Czyżby pieniądze, a z nimi seks i narkotyki nie dawały szczęścia? Uspokajam – w swoim czwartym filmie Sofia Coppola nie moralizuje, ale maluje przejmujący portret człowieka wypalonego i wydrążonego, niczym u T.S. Eliota. Pustego i uważającego się za nikogo.

Johnny Marco (Stephen Dorff) pomieszkuje w Los Angeles w hotelu Chateau Marmont, legendarnej kryjówce pięknych i bogatych, chcących uciec przed światem. Nie stanie się on jednak scenerią kiełkującego romansu – jak w „Między słowami" – lecz nawiązanej w mozole i jakby z braku alternatywy relacji między mieszkającymi osobno ojcem i nastoletnią córką. Była żona Johnny'ego podrzuca mu na pewien czas Cleo (Elle Fanning), by zajął się nią do czasu, gdy dziewczyna pojedzie na obóz.

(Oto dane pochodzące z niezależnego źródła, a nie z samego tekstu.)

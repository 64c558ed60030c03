pub mod controls;
pub mod effects;
pub mod gamepad;
pub mod gesture;
pub mod input;
pub mod layout;
pub mod renderer;
pub mod sound;
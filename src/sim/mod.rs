pub mod event;
pub mod save;
pub mod session;
pub mod step;
pub mod timer;
pub mod world;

Widz nie może tu liczyć na erupcję uczuć i przebudzenie mężczyzny w roli ojca. To taka rola, której on nie jest w stanie się wyuczyć. Razem lecą do Mediolanu, gdzie Marco odbiera nagrodę filmową, oboje grają celebrytów – którymi w końcu są – potem wracają. Właściwie tylko w jednej scenie widać kiełkującą miedzy nimi autentyczną bliskość, gdy razem w hotelowym salonie Chateau Marmont słuchają starszego Romula – chyba dożywotniego rezydenta – kiedy ten śpiewa starą piosenkę Presleya, słodką i wzruszającą „(Let Me Be Your) Teddy Bear".

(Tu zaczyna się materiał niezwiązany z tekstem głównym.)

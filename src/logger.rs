/// Process-wide file logger.
///
/// The terminal is in raw mode on the alternate screen while the game
/// runs, so log lines go to a file instead of stdout. Until `init_logger`
/// is called (or when it was given no file) `log!` is a no-op.

use std::fs::{File, OpenOptions};
use std::io::Write;
use std::path::Path;
use std::sync::{Mutex, OnceLock};

use chrono::Local;

static LOGGER: OnceLock<Logger> = OnceLock::new();

pub struct Logger {
    sink: Option<Mutex<File>>,
}

impl Logger {
    fn new(sink: Option<File>) -> Self {
        Self { sink: sink.map(Mutex::new) }
    }

    pub fn log(&self, file: &str, line: u32, message: &str) {
        let sink = match &self.sink {
            Some(s) => s,
            None => return,
        };
        let timestamp = Local::now().format("%Y-%m-%d %H:%M:%S%.3f");
        let file_name = file.rsplit(['/', '\\']).next().unwrap_or(file);
        if let Ok(mut f) = sink.lock() {
            let _ = writeln!(f, "[{}][{}:{}] {}", timestamp, file_name, line, message);
        }
    }
}

/// Start logging to `path` (appending). `None` disables logging.
/// Returns the open error, if any; logging stays disabled in that case.
pub fn init_logger(path: Option<&Path>) -> Result<(), String> {
    let (file, err) = match path {
        Some(p) => match OpenOptions::new().create(true).append(true).open(p) {
            Ok(f) => (Some(f), None),
            Err(e) => (None, Some(format!("could not open log {}: {}", p.display(), e))),
        },
        None => (None, None),
    };
    LOGGER.get_or_init(|| Logger::new(file));
    match err {
        Some(e) => Err(e),
        None => Ok(()),
    }
}

pub fn log(file: &str, line: u32, message: &str) {
    if let Some(logger) = LOGGER.get() {
        logger.log(file, line, message);
    }
}

#[macro_export]
macro_rules! log {
    ($($arg:tt)*) => {
        $crate::logger::log(file!(), line!(), &format!($($arg)*))
    };
}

Ten minimalistyczny film, kojarzący się oszczędnym stylem z autorskim kinem lat 60., toczy się swoim rytmem i wsącza w widza niemal niezauważalnie. Sceny z niego, nakręcone kamerą Harrisa Savidesa – operatora Gusa Van Santa, Davida Finchera i Ridleya Scotta – pozostają na długo w pamięci. Muzykę skomponował francuski rockowy zespół Phoenix, w którym śpiewa Thomas Mars – partner Coppoli i ojciec ich dwojga dzieci. Rodzinne przedsięwzięcie, uniwersalne kino.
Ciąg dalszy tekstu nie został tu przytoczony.